La guerra contra el terror no acabó, pero está perdida. Después de cocinar un desaguisado de 387.000 muertos y 38 millones de personas que abandonaron sus casas, regresan los talibanes al paso macarra de la victoria.

El presidente de los Estados Unidos Joe Biden dijo a los afganos que guerrearan ellos y, en vez de agitar una bandera blanca, salió del escenario por un horizonte de alicaídas banderas de barras y estrellas.
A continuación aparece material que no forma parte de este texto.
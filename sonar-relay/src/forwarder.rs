use std::time::Duration;

use sonar_core::{Channel, PushPayload};
use sonar_edge::{Cadence, SensorLink};
use tokio::time::{Instant, sleep};
use tokio_util::sync::CancellationToken;
use tracing::{debug, info, warn};

use crate::uplink::{Uplink, UplinkError};

/// The relay's polling loop: local sensors every cycle, their last readings
/// to the hub every push interval.
pub struct Forwarder<U> {
    links: Vec<SensorLink>,
    uplink: U,
    push: Cadence,
    cycle_pause: Duration,
}

impl<U: Uplink> Forwarder<U> {
    pub fn new(
        links: Vec<SensorLink>,
        uplink: U,
        push_interval: Duration,
        cycle_pause: Duration,
    ) -> Self {
        Self {
            links,
            uplink,
            push: Cadence::new(push_interval),
            cycle_pause,
        }
    }

    pub fn uplink(&self) -> &U {
        &self.uplink
    }

    /// Last known readings of the links that feed the push payload.
    pub fn payload(&self) -> PushPayload {
        let mut payload = PushPayload::default();

        for link in &self.links {
            let distance = Some(link.last());
            match link.channel() {
                Channel::Front => payload.front = distance,
                Channel::Back => payload.back = distance,
                _ => {}
            }
        }

        payload
    }

    /// Initial connection attempt; failure is logged and left to the loop.
    pub async fn connect(&mut self) {
        match self.uplink.reconnect().await {
            Ok(()) => info!("Connected to hub"),
            Err(e) => warn!(error = %e, "Hub not reachable yet, will retry"),
        }
    }

    /// One loop iteration without the trailing pause.
    pub async fn tick(&mut self) {
        for link in &mut self.links {
            link.poll().await;
        }

        if self.push.fire(Instant::now()) {
            self.transmit().await;
        }
    }

    /// Pushes the current readings, or reconnects if the uplink is down.
    pub async fn transmit(&mut self) {
        if !self.uplink.is_connected() {
            warn!("Uplink down, reconnecting");
            match self.uplink.reconnect().await {
                Ok(()) => info!("Reconnected to hub"),
                Err(e) => warn!(error = %e, "Reconnect failed"),
            }
            return;
        }

        let payload = self.payload();
        match self.uplink.push(&payload).await {
            Ok(ack) => {
                info!(status = %ack.status, response = %ack.body, ?payload, "Push sent");
            }
            Err(UplinkError::Rejected { status, body }) => {
                warn!(%status, response = %body, "Hub rejected push");
            }
            Err(e) => {
                warn!(error = %e, "Push failed");
            }
        }
    }

    pub async fn run(mut self, cancel: CancellationToken) {
        info!(
            sensors = self.links.len(),
            cycle_pause_ms = self.cycle_pause.as_millis() as u64,
            push_interval_ms = self.push.period().as_millis() as u64,
            "Forwarder started"
        );

        self.connect().await;

        loop {
            self.tick().await;
            debug!(payload = ?self.payload(), "Relay readings");

            tokio::select! {
                _ = cancel.cancelled() => {
                    info!("Forwarder shutting down");
                    break;
                }
                _ = sleep(self.cycle_pause) => {}
            }
        }
    }
}
pub mod aggregator;
pub mod api;
pub mod config;
pub mod display;
pub mod store;

pub use aggregator::Aggregator;
pub use config::{Config, DisplayConfig, SensorsConfig, ServerConfig};
pub use display::{DisplayError, DisplaySink, LogDisplay};
pub use store::AggregateStore;

/// State shared with every HTTP handler.
#[derive(Clone, Default)]
pub struct AppState {
    pub store: AggregateStore,
}
use std::sync::Arc;

use sonar_core::{Channel, Distance, PushPayload, Snapshot};
use tokio::sync::Mutex;

/// Latest distance of every channel, shared between the polling loop and
/// the HTTP handlers.
///
/// Every operation holds the lock for one short critical section, so a
/// push is applied as a whole and a snapshot never mixes two pushes.
#[derive(Clone, Default)]
pub struct AggregateStore {
    inner: Arc<Mutex<Snapshot>>,
}

impl AggregateStore {
    pub fn new() -> Self {
        Self::default()
    }

    /// Overwrite one channel with a freshly polled value.
    pub async fn record(&self, channel: Channel, distance: Distance) {
        let mut slots = self.inner.lock().await;
        slots.set(channel, distance);
    }

    /// Overwrite the channels carried by `payload`, leaving the rest.
    /// Returns how many slots were written.
    pub async fn apply_push(&self, payload: &PushPayload) -> usize {
        let mut slots = self.inner.lock().await;

        let mut written = 0;
        for (channel, distance) in payload.fields() {
            slots.set(channel, distance);
            written += 1;
        }
        written
    }

    pub async fn snapshot(&self) -> Snapshot {
        *self.inner.lock().await
    }
}
use std::net::SocketAddr;

use reqwest::StatusCode;
use serde_json::{Value, json};
use sonar_core::{Channel, Distance, PullBody};
use sonar_hub::api::{self, models::StatusResponse};
use sonar_hub::{AggregateStore, AppState};
use tokio::net::TcpListener;

async fn serve(store: AggregateStore) -> SocketAddr {
    let listener = TcpListener::bind("127.0.0.1:0").await.unwrap();
    let addr = listener.local_addr().unwrap();

    tokio::spawn(async move {
        axum::serve(listener, api::app(AppState { store }))
            .await
            .unwrap();
    });

    addr
}

async fn post(addr: SocketAddr, body: &'static str) -> (StatusCode, StatusResponse) {
    let resp = reqwest::Client::new()
        .post(format!("http://{addr}/update"))
        .header("content-type", "application/json")
        .body(body)
        .send()
        .await
        .unwrap();

    let status = resp.status();
    (status, resp.json().await.unwrap())
}

#[tokio::test]
async fn pull_reports_minus_one_for_unavailable() {
    let store = AggregateStore::new();
    store.record(Channel::Left, Distance::from_cm(123)).await;
    store.record(Channel::Right, Distance::from_cm(0)).await;
    let addr = serve(store).await;

    let body: Value = reqwest::get(format!("http://{addr}/data"))
        .await
        .unwrap()
        .json()
        .await
        .unwrap();

    assert_eq!(
        body,
        json!({"left": 123, "right": 0, "under": -1, "front": -1, "back": -1})
    );
}

#[tokio::test]
async fn accepted_push_is_visible_on_pull() {
    let store = AggregateStore::new();
    store.record(Channel::Left, Distance::from_cm(77)).await;
    let addr = serve(store.clone()).await;

    let (status, resp) = post(addr, r#"{"front": 42}"#).await;
    assert_eq!(status, StatusCode::OK);
    assert!(resp.success);
    assert_eq!(resp.message, "Data updated");

    let body: PullBody = reqwest::get(format!("http://{addr}/data"))
        .await
        .unwrap()
        .json()
        .await
        .unwrap();

    assert_eq!(body.front, Distance::from_cm(42));
    assert_eq!(body.left, Distance::from_cm(77));
    assert_eq!(body.back, Distance::Unavailable);
    assert_eq!(store.snapshot().await.get(Channel::Front), Distance::from_cm(42));
}

#[tokio::test]
async fn empty_body_is_no_data() {
    let store = AggregateStore::new();
    let addr = serve(store.clone()).await;

    let (status, resp) = post(addr, "").await;
    assert_eq!(status, StatusCode::BAD_REQUEST);
    assert!(!resp.success);
    assert_eq!(resp.message, "No data received");
    assert!(resp.error.is_none());
}

#[tokio::test]
async fn malformed_body_leaves_store_untouched() {
    let store = AggregateStore::new();
    store.record(Channel::Front, Distance::from_cm(9)).await;
    let before = store.snapshot().await;
    let addr = serve(store.clone()).await;

    for body in [r#"[42]"#, r#"{"front": "near"}"#, "front=42", r#"{"back": 1"#] {
        let (status, resp) = post(addr, body).await;
        assert_eq!(status, StatusCode::BAD_REQUEST, "{body}");
        assert_eq!(resp.message, "Invalid JSON", "{body}");
        assert!(resp.error.is_some());
    }

    assert_eq!(store.snapshot().await, before);
}

#[tokio::test]
async fn health_answers_ok() {
    let addr = serve(AggregateStore::new()).await;

    let resp = reqwest::get(format!("http://{addr}/health")).await.unwrap();
    assert_eq!(resp.status(), StatusCode::OK);
    assert_eq!(resp.text().await.unwrap(), "OK");
}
Las banderas son señales y cuando se muestran repetidas en los escenarios su lectura es de tartamudez y eco:

–Est-est-estados-uni-dos-dos, dos...

Cuanto menos país tiene un político o más débil está, más banderas iguales sube al escenario. Viene a la cabeza Isabel Díaz Ayuso recibiendo a Pedro Sánchez entre banderas rojas con estrellas blancas que decían Madrid, Madrid, Madrid, Madrid, Madrid como en un chotis rayado. En medio de ellas, los dos jóvenes y apuestos gobernantes parecían salir de un probador de tienda de ropa.

Las banderas son vistosas, tienen bonitas combinaciones de colores y el viento les da gracia, pero no dejan de ser señales que significan algo:

–Mira, aquel balcón es partidario de la independencia de Cataluña.

–Mira, esa mascarilla protege del coronavirus a una legionaria.

–Por el collar, ese pastor alemán es español. Estará orgulloso el perro.

Aunque la proliferación de banderas hable de la salud o la necesidad de un político, dicen mucho menos que las señales de tráfico. A Biden se le hubiera entendido mejor al lado de una señal de stop a la guerra o de ceda el paso a los talibanes. El Afganistán actual se representa con una señal de peligro de desprendimiento y otra de animales sueltos. Irak, con la de calle cortada. La polarización que trajo la ideología que propició esa guerra contra el terror hizo que la libertad de las democracias occidentales se represente con la señal de estrechamiento de calzada y el neoliberalismo quitado las de precaución niños y ciclistas y borrado todos los pasos de peatones.